Universitas Islam Negeri (UIN) Sunan Kalijaga, Yogyakarta, melarang mahasiswinya untuk mengenakan cadar di dalam kampus. UIN Sunan Kalijaga mengeluarkan surat dengan nomor B-1031/Un.02/R/AK.00.3/02/2018 sebagai dasar pelarangan tersebut.
Pihak kampus juga sudah membentuk tim konseling dan pendampingan kepada mahasiswi bercadar agar mereka mau melepas cadar saat berada di kampus UIN.
UIN Kalijaga juga akan meminta mahasiswinya untuk pindah kampus bagi yang tidak mau melepas cadar.
"Kementerian hanya mengatur hak semua orang harus dilindungi semua, hak seseorang ya, yang tidak boleh adalah yang menimbulkan radikalisme, ini yang kami larang. Kita tidak boleh mendiskriminasi terhadap semua yang ada, semua warga negara Indonesia yang sedang studi lanjut di perguruan tinggi. Apakah dia pakai cadar, kopiah, apapunlah, yang kami larang adalah mahasiswa yang berkumpul, di situ timbul yang namanya radikalisme, ini yang kami larang," jelas Nasir.

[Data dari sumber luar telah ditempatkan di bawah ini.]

//! Landsat Surface Index Dashboard
//!
//! Interactive dashboard over per-scene Landsat statistics for one fixed
//! agricultural area of interest: NDVI, NDWI, NDBI, and land surface
//! temperature across the 2022-2024 archive. One tab per index; every tab
//! shows the AOI map, summary stat cards, the time series with optional
//! variability bars, a seasonal year-by-month heatmap, the raw scene
//! table, and a trend metric.
//!
//! Data flow:
//! 1. `build.rs` copies `all-landsat-data.csv` and `aoi.geojson` into `OUT_DIR`.
//! 2. `include_str!` embeds both into the WASM binary.
//! 3. On mount, the CSV is loaded into an in-memory SQLite database and the
//!    AOI is parsed and normalized to WGS84. A broken AOI only degrades the
//!    map panel; a broken CSV is fatal.
//! 4. Whenever the tab or a sidebar control changes, `lsi_compose::composer`
//!    builds a `RenderPlan` and this shell hands each panel to its JS
//!    renderer through `lsi_chart_ui::js_bridge`.

use dioxus::prelude::*;
use lsi_chart_ui::components::{
    EmptyState, ErrorDisplay, IndexTabs, LoadingSpinner, MapStyleToggle, MetricCard, Panel,
    VariabilityToggle, YearSelector,
};
use lsi_chart_ui::js_bridge;
use lsi_chart_ui::state::AppState;
use lsi_compose::composer::{self, BoundaryState};
use lsi_compose::plan::{MapPanel, RenderPlan};
use lsi_core::index::IndexConfig;
use lsi_core::selection::SelectionState;
use lsi_db::Database;
use lsi_geo::boundary::Boundary;

/// Per-scene AOI statistics for all four indices.
const LANDSAT_CSV: &str = include_str!(concat!(env!("OUT_DIR"), "/all-landsat-data.csv"));
/// AOI boundary polygon.
const AOI_GEOJSON: &str = include_str!(concat!(env!("OUT_DIR"), "/aoi.geojson"));

/// Container DOM element IDs the JS renderers draw into.
const MAP_ID: &str = "aoi-map";
const LINE_CHART_ID: &str = "index-line-chart";
const HEATMAP_ID: &str = "seasonal-heatmap";
const TABLE_ID: &str = "index-data-table";
const TREND_ID: &str = "trend-metric";

fn main() {
    dioxus_logger::init(dioxus_logger::tracing::Level::INFO).expect("failed to init logger");
    dioxus::LaunchBuilder::new()
        .with_cfg(dioxus::web::Config::new().rootname("landsat-dashboard-root"))
        .launch(App);
}

#[component]
fn App() -> Element {
    web_sys::console::log_1(&"[LSI Debug] dashboard App component mounted".into());

    let mut state = use_context_provider(AppState::new);

    // Load the embedded CSV and AOI once on mount
    use_effect(move || {
        match Database::new() {
            Ok(db) => {
                if let Err(e) = db.load_observations(LANDSAT_CSV) {
                    log::error!("Failed to load observations: {}", e);
                    state
                        .error_msg
                        .set(Some(format!("Failed to load scene statistics: {}", e)));
                    state.loading.set(false);
                    return;
                }

                match db.query_years() {
                    Ok(years) => {
                        web_sys::console::log_1(
                            &format!("[LSI Debug] dataset years: {:?}", years).into(),
                        );
                        // Default selection: every year checked.
                        state.selected_years.set(years.clone());
                        state.available_years.set(years);
                    }
                    Err(e) => {
                        log::error!("Failed to read year range: {}", e);
                        state
                            .error_msg
                            .set(Some(format!("Failed to read year range: {}", e)));
                        state.loading.set(false);
                        return;
                    }
                }

                // The AOI is not fatal: a bad boundary keeps the charts
                // alive and only blanks the map panel.
                match Boundary::from_geojson_str(AOI_GEOJSON) {
                    Ok(boundary) => {
                        web_sys::console::log_1(
                            &format!(
                                "[LSI Debug] AOI loaded: {} features, centroid {:?}",
                                boundary.feature_count(),
                                boundary.centroid()
                            )
                            .into(),
                        );
                        state.boundary.set(Some(BoundaryState::Loaded(boundary)));
                    }
                    Err(e) => {
                        log::warn!("AOI boundary unavailable: {}", e);
                        state
                            .boundary
                            .set(Some(BoundaryState::Failed(e.to_string())));
                    }
                }

                state.db.set(Some(db));
                state.loading.set(false);
            }
            Err(e) => {
                state
                    .error_msg
                    .set(Some(format!("Database initialization failed: {}", e)));
                state.loading.set(false);
            }
        }
    });

    // Recompose and re-render whenever the tab or a sidebar control changes
    use_effect(move || {
        if (state.loading)() {
            return;
        }
        if (state.error_msg)().is_some() {
            return;
        }

        let db = match &*state.db.read() {
            Some(db) => db.clone(),
            None => return,
        };
        let boundary = match &*state.boundary.read() {
            Some(boundary) => boundary.clone(),
            None => return,
        };

        let config = IndexConfig::for_kind((state.selected_index)());
        let selection = SelectionState {
            years: (state.selected_years)(),
            map_style: (state.map_style)(),
            show_variability: (state.show_variability)(),
        };
        web_sys::console::log_1(
            &format!(
                "[LSI Debug] composing {} for years {:?}",
                config.short_label, selection.years
            )
            .into(),
        );

        js_bridge::init_charts();

        let plan = match composer::compose(&db, &boundary, &config, &selection) {
            Ok(plan) => plan,
            Err(e) => {
                log::error!("Compose failed: {}", e);
                state.error_msg.set(Some(e.to_string()));
                return;
            }
        };

        dispatch_panels(&plan);
        state.plan.set(Some(plan));
    });

    let error = (state.error_msg)();
    let loading = (state.loading)();
    let plan = (state.plan)();

    rsx! {
        div {
            style: "padding: 16px; font-family: -apple-system, BlinkMacSystemFont, 'Segoe UI', Roboto, sans-serif; max-width: 1400px; margin: 0 auto;",

            if let Some(err) = error {
                ErrorDisplay { message: err }
            } else if loading {
                LoadingSpinner {}
            } else if let Some(plan) = plan {
                DashboardBody { plan }
            }
        }
    }
}

/// Serialize each panel of the plan and hand it to its JS renderer. Panels
/// absent from the plan get their containers cleared instead.
fn dispatch_panels(plan: &RenderPlan) {
    match &plan.map {
        MapPanel::Boundary(spec) => {
            let geojson = serde_json::to_string(&spec.aoi).unwrap_or_default();
            let config = serde_json::to_string(&serde_json::json!({
                "centerLat": spec.center_lat,
                "centerLon": spec.center_lon,
                "zoom": spec.zoom,
                "tileUrl": spec.tile_url,
                "tileAttribution": spec.tile_attribution,
                "outlineColor": spec.outline_color,
                "outlineWeight": spec.outline_weight,
                "outlineOpacity": spec.outline_opacity,
            }))
            .unwrap_or_default();
            js_bridge::render_aoi_map(MAP_ID, &geojson, &config);
        }
        MapPanel::Unavailable { message } => {
            log::warn!("Map panel unavailable: {}", message);
            js_bridge::destroy_aoi_map(MAP_ID);
        }
    }

    if let Some(chart) = &plan.line_chart {
        let data = serde_json::to_string(&chart.points).unwrap_or_default();
        let config = serde_json::to_string(&serde_json::json!({
            "color": chart.color,
            "showErrorBars": chart.show_error_bars,
            "meanValue": chart.mean_value,
            "meanLabel": chart.mean_label,
            "yAxisLabel": chart.axis_label,
            "decimals": chart.decimals,
            "unitSuffix": chart.unit_suffix,
        }))
        .unwrap_or_default();
        js_bridge::render_line_chart(LINE_CHART_ID, &data, &config);
    } else {
        js_bridge::destroy_chart(LINE_CHART_ID);
    }

    if let Some(heatmap) = &plan.heatmap {
        let data = serde_json::to_string(&heatmap.grid.rows).unwrap_or_default();
        let config = serde_json::to_string(&serde_json::json!({
            "monthLabels": heatmap.month_labels,
            "colorScale": heatmap.color_scale,
            "valueLabel": heatmap.value_label,
            "cellDecimals": heatmap.cell_decimals,
            "reverseYears": heatmap.reverse_years,
        }))
        .unwrap_or_default();
        js_bridge::render_seasonal_heatmap(HEATMAP_ID, &data, &config);
    } else {
        js_bridge::destroy_chart(HEATMAP_ID);
    }

    if let Some(table) = &plan.table {
        let data = serde_json::to_string(&table.rows).unwrap_or_default();
        let config = serde_json::to_string(&serde_json::json!({
            "columns": table.columns,
        }))
        .unwrap_or_default();
        js_bridge::render_data_table(TABLE_ID, &data, &config);
    } else {
        js_bridge::destroy_chart(TABLE_ID);
    }

    if let Some(trend) = &plan.trend {
        let data = serde_json::to_string(&trend.series).unwrap_or_default();
        let config = serde_json::to_string(&serde_json::json!({
            "label": trend.label,
            "latest": trend.latest,
            "delta": trend.delta,
            "decimals": trend.decimals,
            "unitSuffix": trend.unit_suffix,
            "color": trend.color,
        }))
        .unwrap_or_default();
        js_bridge::render_trend_metric(TREND_ID, &data, &config);
    } else {
        js_bridge::destroy_chart(TREND_ID);
    }
}

#[derive(Props, Clone, PartialEq)]
struct DashboardBodyProps {
    plan: RenderPlan,
}

/// The three-column dashboard body: map and stat cards on the left, the
/// chart stack in the middle, the trend widget on the right.
#[component]
fn DashboardBody(props: DashboardBodyProps) -> Element {
    let plan = props.plan;

    let map_note = match &plan.map {
        MapPanel::Unavailable { message } => Some(message.clone()),
        MapPanel::Boundary(_) => None,
    };
    let line_heading = plan
        .line_chart
        .as_ref()
        .map(|c| c.heading.clone())
        .unwrap_or_default();
    let heatmap_heading = plan
        .heatmap
        .as_ref()
        .map(|h| h.heading.clone())
        .unwrap_or_default();
    let table_heading = plan
        .table
        .as_ref()
        .map(|t| t.heading.clone())
        .unwrap_or_default();
    let has_table = plan.table.is_some();
    let has_trend = plan.trend.is_some();

    rsx! {
        h2 {
            style: "margin: 4px 0 12px 0; font-size: 22px;",
            "{plan.title}"
        }

        IndexTabs {}

        div {
            style: "display: flex; flex-wrap: wrap; gap: 16px; align-items: flex-start; padding: 8px 12px; margin-bottom: 12px; background: #FAFAFA; border: 1px solid #E0E0E0; border-radius: 4px;",
            YearSelector {}
            MapStyleToggle {}
            VariabilityToggle {}
        }

        div {
            style: "display: flex; gap: 16px; align-items: flex-start; flex-wrap: wrap;",

            // Left column: AOI map plus the two stat card stacks
            div {
                style: "flex: 3 1 280px; min-width: 260px;",
                if let Some(note) = map_note {
                    div {
                        style: "padding: 24px 12px; background: #FFF3E0; border: 1px solid #FFCC80; border-radius: 4px; color: #E65100; font-size: 13px;",
                        "Map unavailable: {note}"
                    }
                } else {
                    Panel {
                        id: MAP_ID.to_string(),
                        heading: "Area of Interest".to_string(),
                        min_height: 380,
                    }
                }
                div {
                    style: "display: flex; gap: 8px; margin-top: 12px;",
                    div {
                        style: "flex: 1;",
                        for card in plan.left_cards.clone() {
                            MetricCard { label: card.label, value: card.value }
                        }
                    }
                    div {
                        style: "flex: 1;",
                        for card in plan.right_cards.clone() {
                            MetricCard { label: card.label, value: card.value }
                        }
                    }
                }
            }

            // Middle column: time series over the seasonal heatmap
            div {
                style: "flex: 4 1 400px; min-width: 360px;",
                if let Some(message) = plan.empty_message.clone() {
                    EmptyState { message }
                } else {
                    Panel {
                        id: LINE_CHART_ID.to_string(),
                        heading: line_heading,
                        min_height: 360,
                    }
                    Panel {
                        id: HEATMAP_ID.to_string(),
                        heading: heatmap_heading,
                        min_height: 240,
                    }
                }
            }

            // Right column: raw table over the trend metric variants
            div {
                style: "flex: 2 1 200px; min-width: 200px;",
                if has_table {
                    Panel {
                        id: TABLE_ID.to_string(),
                        heading: table_heading,
                        min_height: 200,
                    }
                }
                if has_trend {
                    Panel {
                        id: TREND_ID.to_string(),
                        heading: "Trend".to_string(),
                        min_height: 240,
                    }
                }
            }
        }
    }
}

Baca juga, Penjelasan UIN Kalijaga Soal Larangan Cadar di Kampus.
Namun secara teknis, menurut Nasir pengaturan itu lebih diatur oleh Kementerian Agama, bukan Kemenristekdikti.

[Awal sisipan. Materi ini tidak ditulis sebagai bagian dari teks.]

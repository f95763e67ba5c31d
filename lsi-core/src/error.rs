use thiserror::Error;

/// User-facing failure categories for the dashboard.
///
/// Each variant has a different blast radius:
/// - `DataUnavailable`: a source file could not be read or parsed. Fatal at
///   load time; shown once, never retried.
/// - `InsufficientData`: the current selection matched no observations.
///   Rendered as an inline empty state while the controls stay live.
/// - `Geometry`: the AOI boundary could not be used. Disables the map panel
///   only; statistics and charts still render.
#[derive(Debug, Error)]
pub enum DashboardError {
    #[error("data unavailable: {0}")]
    DataUnavailable(String),
    #[error("insufficient data: {0}")]
    InsufficientData(String),
    #[error("geometry error: {0}")]
    Geometry(String),
}

#[cfg(test)]
mod tests {
    use super::*;

    #[test]
    fn error_messages_name_the_category() {
        let e = DashboardError::DataUnavailable("missing csv".to_string());
        assert_eq!(e.to_string(), "data unavailable: missing csv");

        let e = DashboardError::InsufficientData("no rows for 2025".to_string());
        assert_eq!(e.to_string(), "insufficient data: no rows for 2025");

        let e = DashboardError::Geometry("unsupported crs".to_string());
        assert_eq!(e.to_string(), "geometry error: unsupported crs");
    }
}
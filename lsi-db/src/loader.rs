//! CSV loading for the observations table.
//!
//! The export pipeline produces one wide CSV with a header row and one row
//! per Landsat scene. Columns are resolved by header name, not position, so
//! extra columns (common in zonal statistics exports) are ignored and column
//! order does not matter.

use crate::Database;
use chrono::{Datelike, NaiveDate};
use lsi_core::error::DashboardError;
use rusqlite::params;
use std::path::Path;

/// Value columns that must be present in the observations CSV.
const VALUE_COLUMNS: [&str; 9] = [
    "NDVI_mean",
    "NDVI_std",
    "NDWI_mean",
    "NDWI_std",
    "NDBI_mean",
    "NDBI_std",
    "LST_mean_C",
    "LST_std_C",
    "count",
];

impl Database {
    /// Load scene observations from a CSV string.
    ///
    /// Required columns: `date` plus the eight index statistics columns and
    /// the valid pixel `count`. The stored `year` and `month` are derived
    /// from the parsed date, so the CSV may omit (or disagree with) any
    /// year or month columns of its own.
    ///
    /// A missing required column or an unparsable date fails the whole load
    /// with [`DashboardError::DataUnavailable`]. Rows with unparsable
    /// numeric values are skipped and counted.
    ///
    /// # Example CSV
    /// ```text
    /// date,year,month,NDVI_mean,NDVI_std,NDWI_mean,NDWI_std,NDBI_mean,NDBI_std,LST_mean_C,LST_std_C,count
    /// 2022-01-05,2022,1,0.412,0.085,0.108,0.041,-0.112,0.038,12.40,1.85,84213
    /// ```
    pub fn load_observations(&self, csv_data: &str) -> Result<(), DashboardError> {
        let conn = self.conn.borrow();
        let mut rdr = csv::ReaderBuilder::new()
            .has_headers(true)
            .flexible(true)
            .from_reader(csv_data.as_bytes());

        let headers = rdr
            .headers()
            .map_err(|e| {
                DashboardError::DataUnavailable(format!(
                    "observations CSV has no readable header row: {}",
                    e
                ))
            })?
            .clone();
        let column = |name: &str| headers.iter().position(|h| h.trim() == name);

        let date_idx = column("date").ok_or_else(|| {
            DashboardError::DataUnavailable(
                "observations CSV is missing the 'date' column".to_string(),
            )
        })?;
        let mut value_idx = [0usize; VALUE_COLUMNS.len()];
        for (slot, name) in value_idx.iter_mut().zip(VALUE_COLUMNS) {
            *slot = column(name).ok_or_else(|| {
                DashboardError::DataUnavailable(format!(
                    "observations CSV is missing the '{}' column",
                    name
                ))
            })?;
        }

        let mut count = 0u32;
        let mut skipped = 0u32;
        for result in rdr.records() {
            let r = result.map_err(|e| {
                DashboardError::DataUnavailable(format!("observations CSV is malformed: {}", e))
            })?;

            let date = parse_scene_date(r.get(date_idx).unwrap_or("").trim())?;

            // Eight index statistics, then the pixel count.
            let mut values = [0f64; 8];
            let mut parse_ok = true;
            for (value, idx) in values.iter_mut().zip(&value_idx[..8]) {
                match r.get(*idx).unwrap_or("").trim().parse::<f64>() {
                    Ok(v) => *value = v,
                    Err(_) => {
                        parse_ok = false;
                        break;
                    }
                }
            }
            // Pixel counts come out of some exports as floats ("84213.0").
            let pixel_count = match r.get(value_idx[8]).unwrap_or("").trim().parse::<f64>() {
                Ok(c) => c as i64,
                Err(_) => {
                    parse_ok = false;
                    0
                }
            };
            if !parse_ok {
                skipped += 1;
                continue;
            }

            conn.execute(
                "INSERT OR REPLACE INTO observations
                 (date, year, month, NDVI_mean, NDVI_std, NDWI_mean, NDWI_std,
                  NDBI_mean, NDBI_std, LST_mean_C, LST_std_C, pixel_count)
                 VALUES (?1, ?2, ?3, ?4, ?5, ?6, ?7, ?8, ?9, ?10, ?11, ?12)",
                params![
                    date.format("%Y-%m-%d").to_string(),
                    date.year(),
                    date.month(),
                    values[0],
                    values[1],
                    values[2],
                    values[3],
                    values[4],
                    values[5],
                    values[6],
                    values[7],
                    pixel_count,
                ],
            )
            .map_err(|e| {
                DashboardError::DataUnavailable(format!("failed to insert observation: {}", e))
            })?;
            count += 1;
        }
        log::info!(
            "[LSI Debug] loader: Loaded {} observations, skipped {} with invalid values",
            count,
            skipped
        );
        Ok(())
    }

    /// Load scene observations from a CSV file on disk (native CLI path).
    pub fn load_observations_file(&self, path: &Path) -> Result<(), DashboardError> {
        let csv_data = std::fs::read_to_string(path).map_err(|e| {
            DashboardError::DataUnavailable(format!("cannot read {}: {}", path.display(), e))
        })?;
        self.load_observations(&csv_data)
    }
}

/// Parse a scene acquisition date.
///
/// Accepts plain ISO dates (`2022-01-05`) and datetime strings with a time
/// component (`2022-01-05T10:23:11`, `2022-01-05 10:23:11`); only the date
/// part is kept.
fn parse_scene_date(s: &str) -> Result<NaiveDate, DashboardError> {
    if s.is_empty() {
        return Err(DashboardError::DataUnavailable(
            "observations CSV contains a row with an empty date".to_string(),
        ));
    }
    let date_part = s.split(|c| c == ' ' || c == 'T').next().unwrap_or(s);
    NaiveDate::parse_from_str(date_part, "%Y-%m-%d").map_err(|_| {
        DashboardError::DataUnavailable(format!(
            "observations CSV contains an unparsable date '{}'",
            s
        ))
    })
}

#[cfg(test)]
mod tests {
    use crate::Database;
    use lsi_core::error::DashboardError;

    const SAMPLE_CSV: &str = "\
date,year,month,NDVI_mean,NDVI_std,NDWI_mean,NDWI_std,NDBI_mean,NDBI_std,LST_mean_C,LST_std_C,count
2022-01-05,2022,1,0.412,0.085,0.108,0.041,-0.112,0.038,12.40,1.85,84213
2022-02-06,2022,2,0.438,0.091,0.097,0.044,-0.121,0.035,14.02,2.10,83950
2023-01-08,2023,1,0.395,0.079,0.112,0.040,-0.108,0.039,11.87,1.92,84100
";

    #[test]
    fn load_observations_from_csv() {
        let db = Database::new().unwrap();
        db.load_observations(SAMPLE_CSV).unwrap();

        let conn = db.conn.borrow();
        let count: i64 = conn
            .query_row("SELECT COUNT(*) FROM observations", [], |row| row.get(0))
            .unwrap();
        assert_eq!(count, 3);

        let ndvi: f64 = conn
            .query_row(
                "SELECT NDVI_mean FROM observations WHERE date = '2022-01-05'",
                [],
                |row| row.get(0),
            )
            .unwrap();
        assert!((ndvi - 0.412).abs() < 1e-9);

        let pixels: i64 = conn
            .query_row(
                "SELECT pixel_count FROM observations WHERE date = '2022-02-06'",
                [],
                |row| row.get(0),
            )
            .unwrap();
        assert_eq!(pixels, 83950);
    }

    #[test]
    fn load_ignores_extra_columns_and_column_order() {
        let db = Database::new().unwrap();
        // GEE-style export with system columns and shuffled order.
        let csv = "\
system:index,count,LST_std_C,LST_mean_C,NDBI_std,NDBI_mean,NDWI_std,NDWI_mean,NDVI_std,NDVI_mean,date,.geo
0_0,84213,1.85,12.40,0.038,-0.112,0.041,0.108,0.085,0.412,2022-01-05,{}
";
        db.load_observations(csv).unwrap();

        let conn = db.conn.borrow();
        let (ndvi, lst): (f64, f64) = conn
            .query_row(
                "SELECT NDVI_mean, LST_mean_C FROM observations WHERE date = '2022-01-05'",
                [],
                |row| Ok((row.get(0)?, row.get(1)?)),
            )
            .unwrap();
        assert!((ndvi - 0.412).abs() < 1e-9);
        assert!((lst - 12.40).abs() < 1e-9);
    }

    #[test]
    fn load_replaces_on_duplicate_date() {
        let db = Database::new().unwrap();
        db.load_observations(SAMPLE_CSV).unwrap();
        let update = "\
date,year,month,NDVI_mean,NDVI_std,NDWI_mean,NDWI_std,NDBI_mean,NDBI_std,LST_mean_C,LST_std_C,count
2022-01-05,2022,1,0.500,0.080,0.100,0.040,-0.110,0.038,12.00,1.80,84000
";
        db.load_observations(update).unwrap();

        let conn = db.conn.borrow();
        let count: i64 = conn
            .query_row("SELECT COUNT(*) FROM observations", [], |row| row.get(0))
            .unwrap();
        assert_eq!(count, 3, "Should have 3 rows after upsert");

        let ndvi: f64 = conn
            .query_row(
                "SELECT NDVI_mean FROM observations WHERE date = '2022-01-05'",
                [],
                |row| row.get(0),
            )
            .unwrap();
        assert!((ndvi - 0.500).abs() < 1e-9);
    }

    #[test]
    fn load_skips_rows_with_unparsable_values() {
        let db = Database::new().unwrap();
        let csv = "\
date,year,month,NDVI_mean,NDVI_std,NDWI_mean,NDWI_std,NDBI_mean,NDBI_std,LST_mean_C,LST_std_C,count
2022-01-05,2022,1,0.412,0.085,0.108,0.041,-0.112,0.038,12.40,1.85,84213
2022-02-06,2022,2,no-data,0.091,0.097,0.044,-0.121,0.035,14.02,2.10,83950
2022-03-10,2022,3,0.455,0.088,0.103,0.042,-0.118,0.036,16.31,2.25,
";
        db.load_observations(csv).unwrap();

        let conn = db.conn.borrow();
        let count: i64 = conn
            .query_row("SELECT COUNT(*) FROM observations", [], |row| row.get(0))
            .unwrap();
        assert_eq!(count, 1, "Rows with unparsable values should be skipped");
    }

    #[test]
    fn load_fails_when_required_column_missing() {
        let db = Database::new().unwrap();
        let csv = "\
date,NDVI_mean,NDWI_mean,NDWI_std,NDBI_mean,NDBI_std,LST_mean_C,LST_std_C,count
2022-01-05,0.412,0.108,0.041,-0.112,0.038,12.40,1.85,84213
";
        let err = db.load_observations(csv).unwrap_err();
        match err {
            DashboardError::DataUnavailable(msg) => {
                assert!(msg.contains("NDVI_std"), "message should name the column: {}", msg)
            }
            other => panic!("expected DataUnavailable, got {:?}", other),
        }
    }

    #[test]
    fn load_fails_on_unparsable_date() {
        let db = Database::new().unwrap();
        let csv = "\
date,year,month,NDVI_mean,NDVI_std,NDWI_mean,NDWI_std,NDBI_mean,NDBI_std,LST_mean_C,LST_std_C,count
not-a-date,2022,1,0.412,0.085,0.108,0.041,-0.112,0.038,12.40,1.85,84213
";
        let err = db.load_observations(csv).unwrap_err();
        assert!(
            matches!(err, DashboardError::DataUnavailable(_)),
            "expected DataUnavailable, got {:?}",
            err
        );
    }

    #[test]
    fn load_derives_year_and_month_from_date() {
        let db = Database::new().unwrap();
        // No year or month columns at all.
        let csv = "\
date,NDVI_mean,NDVI_std,NDWI_mean,NDWI_std,NDBI_mean,NDBI_std,LST_mean_C,LST_std_C,count
2023-07-15,0.512,0.090,0.085,0.039,-0.131,0.034,29.70,3.05,84050
";
        db.load_observations(csv).unwrap();

        let conn = db.conn.borrow();
        let (year, month): (i32, i32) = conn
            .query_row(
                "SELECT year, month FROM observations WHERE date = '2023-07-15'",
                [],
                |row| Ok((row.get(0)?, row.get(1)?)),
            )
            .unwrap();
        assert_eq!((year, month), (2023, 7));
    }

    #[test]
    fn load_accepts_datetime_dates() {
        let db = Database::new().unwrap();
        let csv = "\
date,NDVI_mean,NDVI_std,NDWI_mean,NDWI_std,NDBI_mean,NDBI_std,LST_mean_C,LST_std_C,count
2022-01-05T10:23:11,0.412,0.085,0.108,0.041,-0.112,0.038,12.40,1.85,84213
";
        db.load_observations(csv).unwrap();

        let conn = db.conn.borrow();
        let date: String = conn
            .query_row("SELECT date FROM observations", [], |row| row.get(0))
            .unwrap();
        assert_eq!(date, "2022-01-05", "Time component should be stripped");
    }
}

"Kalau itu teknisnya adalah Kementerian Agama, bukan di Kemenristekdikti. Guide line-nya itu jelas, semua yang ada di kampus. Masalah akademik kami atur yaitu otonominya sesuai kampus itu sendiri. Perilaku mahasiswa namanya ada apa saja yang harus dilakukan mahasiswa di dalam kampus. Adalah semua mahasiswa harus berpakaian rapi, semua itu kan diatur itu sehingga pakaian rapi seperti apa? Ini kami serahkan kepada masing-masing orang, bukan kami mengatur hal ini. Ini teknis, rektor," tambah Nasir.
Ia pun meminta rektor UIN Sunan Kalijaga menyelesaikan persoalan tersebut. Yang terpenting, kata dia, tidak boleh ada diskriminasi terhadap siapapun, baik dari jenis kelamin maupun sifatnya SARA.
"Sehingga ada urusan gini, ini urusan rektor. Semua rektor menyelesaikan. Kalau ini disampaikan ke saya, lho ini bukan ranah kami. Yang kedua, kalau kami tidak boleh diskriminasi, itu yang penting ya. Semua orang, apakah itu menyangkut agama, menyangkut suku, menyangkut siapapun, gender, itu nggak boleh. Semua harus sama perlakuannya, nggak boleh diskriminatif, titik," ungkap Nasir.